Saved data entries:
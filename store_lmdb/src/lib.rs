//! LMDB storage backend for the OIG election orchestrator.
//!
//! Implements the storage traits from `oig-store` using the `heed` LMDB
//! bindings. Each record kind maps to one named database within a single
//! environment; a [`oig_store::WriteBatch`] commits in one write transaction.

pub mod election;
pub mod environment;
pub mod error;
pub mod meta;
pub mod migration;
pub mod write_batch;

pub use election::LmdbElectionStore;
pub use environment::LmdbEnvironment;
pub use error::LmdbError;
pub use migration::{Migrator, CURRENT_SCHEMA_VERSION};
//! Record-level invariants checked before every commit.

use std::collections::HashSet;

use oig_store::ElectionRecord;
use oig_types::ElectionState;

use crate::error::ElectionError;

/// Check `after` on its own and as the successor of `before`.
pub fn check(before: &ElectionRecord, after: &ElectionRecord) -> Result<(), ElectionError> {
    check_voters(after)?;
    check_schedule(after)?;
    check_transition(before, after)
}

fn violation(msg: String) -> Result<(), ElectionError> {
    Err(ElectionError::InvariantViolation(msg))
}

/// Each voter appears once across both lists.
fn check_voters(record: &ElectionRecord) -> Result<(), ElectionError> {
    let mut seen = HashSet::with_capacity(record.voter_count());
    for voter in record.pending_voters.iter().chain(&record.synced_voters) {
        if !seen.insert(voter) {
            return violation(format!("voter {voter} tracked twice"));
        }
    }
    Ok(())
}

fn check_schedule(record: &ElectionRecord) -> Result<(), ElectionError> {
    use ElectionState::*;
    let scheduled = matches!(
        record.state,
        Created | NominationOpen | NominationClosed | VotingOpen | VotingConcluded
    );
    if scheduled && !record.schedule.is_ordered() {
        return violation(format!("schedule out of order in state {}", record.state));
    }
    Ok(())
}

fn check_transition(before: &ElectionRecord, after: &ElectionRecord) -> Result<(), ElectionError> {
    if before.state != after.state && !before.state.may_transition_to(after.state) {
        return violation(format!(
            "illegal transition {} -> {}",
            before.state, after.state
        ));
    }

    let expected = match (before.state, after.state) {
        (ElectionState::Clean, ElectionState::Created) => before.ballot_id.next(),
        (ElectionState::Created | ElectionState::NominationOpen, ElectionState::Cleanup) => {
            before.ballot_id.prev()
        }
        // Maintenance override between cycles.
        (ElectionState::Clean, ElectionState::Clean) => Some(after.ballot_id),
        _ => Some(before.ballot_id),
    };
    if expected != Some(after.ballot_id) {
        return violation(format!(
            "ballot id moved from {} to {} on {} -> {}",
            before.ballot_id, after.ballot_id, before.state, after.state
        ));
    }
    Ok(())
}

#[cfg(test)]
mod tests {
    use super::*;
    use oig_store::Schedule;
    use oig_types::{AccountName, BallotId, Timestamp};

    fn name(raw: &str) -> AccountName {
        AccountName::parse(raw).unwrap()
    }

    fn scheduled(state: ElectionState, ballot: u64) -> ElectionRecord {
        ElectionRecord {
            state,
            ballot_id: BallotId::new(ballot),
            schedule: Schedule {
                nomination_open: Timestamp::new(10),
                nomination_close: Timestamp::new(20),
                voting_open: Timestamp::new(30),
                voting_close: Timestamp::new(40),
            },
            ..ElectionRecord::default()
        }
    }

    #[test]
    fn legal_cycle_passes() {
        use ElectionState::*;
        let path = [
            (Clean, 0),
            (Created, 1),
            (NominationOpen, 1),
            (NominationClosed, 1),
            (VotingOpen, 1),
            (VotingConcluded, 1),
            (Cleanup, 1),
            (Clean, 1),
        ];
        for pair in path.windows(2) {
            let before = scheduled(pair[0].0, pair[0].1);
            let after = scheduled(pair[1].0, pair[1].1);
            check(&before, &after).unwrap();
        }
    }

    #[test]
    fn cancel_rolls_ballot_back() {
        let before = scheduled(ElectionState::NominationOpen, 3);
        check(&before, &scheduled(ElectionState::Cleanup, 2)).unwrap();
        assert!(check(&before, &scheduled(ElectionState::Cleanup, 3)).is_err());
    }

    #[test]
    fn skipping_a_phase_is_rejected() {
        let before = scheduled(ElectionState::NominationOpen, 1);
        let after = scheduled(ElectionState::VotingOpen, 1);
        assert!(matches!(
            check(&before, &after),
            Err(ElectionError::InvariantViolation(_))
        ));
    }

    #[test]
    fn duplicate_voter_is_rejected() {
        let mut after = scheduled(ElectionState::VotingOpen, 1);
        after.pending_voters = vec![name("alice")];
        after.synced_voters = vec![name("bob"), name("alice")];
        let before = scheduled(ElectionState::VotingOpen, 1);
        assert!(check(&before, &after).is_err());
    }

    #[test]
    fn unordered_schedule_is_rejected_while_running() {
        let before = scheduled(ElectionState::Clean, 0);
        let mut after = scheduled(ElectionState::Created, 1);
        after.schedule.voting_close = Timestamp::new(5);
        assert!(check(&before, &after).is_err());
    }
}
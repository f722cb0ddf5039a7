use thiserror::Error;

#[derive(Debug, Error)]
pub enum ClientError {
    #[error("service rejected {action}: {reason}")]
    Rejected { action: String, reason: String },

    #[error("service unreachable: {0}")]
    Unreachable(String),

    #[error("invalid response from service: {0}")]
    InvalidResponse(String),

    #[error("{0}")]
    Other(String),
}
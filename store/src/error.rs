use thiserror::Error;

#[derive(Debug, Error)]
pub enum StoreError {
    #[error("key not found: {0}")]
    NotFound(String),

    #[error("storage backend error: {0}")]
    Backend(String),

    #[error("serialization error: {0}")]
    Serialization(String),

    #[error("database is corrupted: {0}")]
    Corruption(String),
}
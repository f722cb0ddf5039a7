//! OIG daemon: runs the election node or issues a single operator command.

use std::path::PathBuf;

use anyhow::Context;
use clap::Parser;
use oig_election::{ElectionDraft, ElectionStatus};
use oig_node::{init_logging, ElectionNode, LogFormat, NodeConfig};
use oig_store::Schedule;
use oig_types::{AccountName, BallotId, Timestamp};
use oig_utils::describe_deadline;

#[derive(Parser)]
#[command(name = "oig-daemon", about = "Election orchestrator for a token-weighted ballot service")]
struct Cli {
    /// Path to a TOML configuration file. File settings are the base;
    /// CLI flags and env vars override them.
    #[arg(long, env = "OIG_CONFIG")]
    config: Option<PathBuf>,

    /// Data directory for the election store.
    #[arg(long, env = "OIG_DATA_DIR")]
    data_dir: Option<PathBuf>,

    /// Operator account that owns the election.
    #[arg(long, env = "OIG_OPERATOR")]
    operator: Option<AccountName>,

    /// Base URL of the action gateway.
    #[arg(long, env = "OIG_ENDPOINT")]
    endpoint: Option<String>,

    /// Seconds between automatic advance attempts.
    #[arg(long, env = "OIG_ADVANCE_INTERVAL")]
    advance_interval: Option<u64>,

    /// Log level: "trace", "debug", "info", "warn", "error".
    #[arg(long, env = "OIG_LOG_LEVEL")]
    log_level: Option<String>,

    /// Log format: "human" or "json".
    #[arg(long, env = "OIG_LOG_FORMAT")]
    log_format: Option<LogFormat>,

    #[command(subcommand)]
    command: Command,
}

#[derive(clap::Subcommand)]
enum Command {
    /// Run the node and advance the election on schedule.
    Run,
    /// Register the operator with the ballot service.
    Init,
    /// Schedule a new election. Times are unix seconds.
    Create {
        #[arg(long)]
        title: String,
        #[arg(long)]
        description: String,
        /// Link to further details (IPFS or URL).
        #[arg(long, default_value = "")]
        content: String,
        #[arg(long)]
        nomination_open: u64,
        #[arg(long)]
        nomination_close: u64,
        #[arg(long)]
        voting_open: u64,
        #[arg(long)]
        voting_close: u64,
    },
    /// Cancel an election whose ballot does not exist yet.
    Cancel,
    /// End a concluded election and start cleanup.
    End,
    /// Run one cleanup pass.
    Cleanup,
    /// Evaluate the step function once.
    Advance,
    /// Replace the ballot id used for the next election.
    SetBallotId { id: u64 },
    /// Show the election state.
    Status {
        /// Print JSON instead of text.
        #[arg(long)]
        json: bool,
    },
    /// List the current nominations as JSON.
    Nominations,
    /// Print the effective configuration as TOML.
    ShowConfig,
}

fn load_config(cli: &Cli) -> anyhow::Result<NodeConfig> {
    let mut config = match &cli.config {
        Some(path) => {
            let config = NodeConfig::from_toml_file(path)
                .with_context(|| format!("loading {}", path.display()))?;
            tracing::debug!(path = %path.display(), "loaded config file");
            config
        }
        None => NodeConfig::default(),
    };

    if let Some(dir) = &cli.data_dir {
        config.data_dir = dir.clone();
    }
    if let Some(operator) = &cli.operator {
        config.operator = Some(operator.clone());
    }
    if let Some(endpoint) = &cli.endpoint {
        config.service.endpoint = endpoint.clone();
    }
    if let Some(secs) = cli.advance_interval {
        config.advance_interval_secs = secs;
    }
    if let Some(level) = &cli.log_level {
        config.log_level = level.clone();
    }
    if let Some(format) = cli.log_format {
        config.log_format = format;
    }
    config.validate()?;
    Ok(config)
}

fn print_status(status: &ElectionStatus) {
    let now = Timestamp::now();
    println!("operator:     {}", status.operator);
    println!("state:        {} ({})", status.state, status.state_code);
    println!("ballot:       {}", status.ballot_id);
    if !status.title.is_empty() {
        println!("title:        {}", status.title);
    }
    println!(
        "nominations:  {} ({} accepted)",
        status.nomination_count, status.accepted_nominees
    );
    println!(
        "voters:       {} pending, {} synced",
        status.pending_voters, status.synced_voters
    );
    if let Some(deadline) = status.next_deadline {
        println!("next step:    {} ({})", deadline, describe_deadline(deadline, now));
    }
}

fn main() -> anyhow::Result<()> {
    let cli = Cli::parse();
    let config = load_config(&cli)?;

    if let Command::ShowConfig = cli.command {
        print!("{}", config.to_toml_string()?);
        return Ok(());
    }

    if let Command::Run = cli.command {
        init_logging(config.log_format, &config.log_level);
        let node = ElectionNode::open(config)?;
        let runtime = tokio::runtime::Builder::new_multi_thread()
            .enable_all()
            .build()
            .context("building tokio runtime")?;
        runtime.block_on(node.run())?;
        return Ok(());
    }

    oig_utils::init_tracing(&config.log_level);
    let node = ElectionNode::open(config)?;
    let service = node.service();
    let operator = service.operator().clone();

    match cli.command {
        Command::Init => {
            let state = service.initialize(&operator)?;
            println!("initialized; state {state}");
        }
        Command::Create {
            title,
            description,
            content,
            nomination_open,
            nomination_close,
            voting_open,
            voting_close,
        } => {
            let draft = ElectionDraft {
                title,
                description,
                content,
                schedule: Schedule {
                    nomination_open: Timestamp::new(nomination_open),
                    nomination_close: Timestamp::new(nomination_close),
                    voting_open: Timestamp::new(voting_open),
                    voting_close: Timestamp::new(voting_close),
                },
            };
            let state = service.create(&operator, draft)?;
            let status = service.status()?;
            println!("election created with ballot {}; state {state}", status.ballot_id);
        }
        Command::Cancel => {
            let state = service.cancel(&operator)?;
            println!("election cancelled; state {state}");
        }
        Command::End => {
            let state = service.end_election(&operator)?;
            println!("election ended; state {state}");
        }
        Command::Cleanup => {
            let state = service.cleanup(&operator)?;
            println!("cleanup pass done; state {state}");
        }
        Command::Advance => {
            let report = service.request_advance()?;
            if report.transitioned() {
                println!("advanced {} -> {}", report.from, report.to);
            } else if report.changed {
                println!("progress made; still {}", report.to);
            } else {
                println!("nothing due; state {}", report.to);
            }
        }
        Command::SetBallotId { id } => {
            let state = service.override_ballot_id(&operator, BallotId::new(id))?;
            println!("next election uses ballot {}; state {state}", BallotId::new(id));
        }
        Command::Status { json } => {
            let status = service.status()?;
            if json {
                println!("{}", serde_json::to_string_pretty(&status)?);
            } else {
                print_status(&status);
            }
        }
        Command::Nominations => {
            let nominations = service.nominations()?;
            println!("{}", serde_json::to_string_pretty(&nominations)?);
        }
        Command::Run | Command::ShowConfig => {}
    }
    Ok(())
}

__Problem statement__
Both the first line of the data above and the line with "pub fn check(before: &ElectionRecord, after: &ElectionRecord)" must be included; please return exactly those lines and the ones between them.

__Answer box__
filename store_lmdb/src/lib.rs
//! LMDB storage backend for the OIG election orchestrator.
//!
//! Implements the storage traits from `oig-store` using the `heed` LMDB
//! bindings. Each record kind maps to one named database within a single
//! environment; a [`oig_store::WriteBatch`] commits in one write transaction.

pub mod election;
pub mod environment;
pub mod error;
pub mod meta;
pub mod migration;
pub mod write_batch;

pub use election::LmdbElectionStore;
pub use environment::LmdbEnvironment;
pub use error::LmdbError;
pub use migration::{Migrator, CURRENT_SCHEMA_VERSION};
//! Record-level invariants checked before every commit.

use std::collections::HashSet;

use oig_store::ElectionRecord;
use oig_types::ElectionState;

use crate::error::ElectionError;

/// Check `after` on its own and as the successor of `before`.
pub fn check(before: &ElectionRecord, after: &ElectionRecord) -> Result<(), ElectionError> {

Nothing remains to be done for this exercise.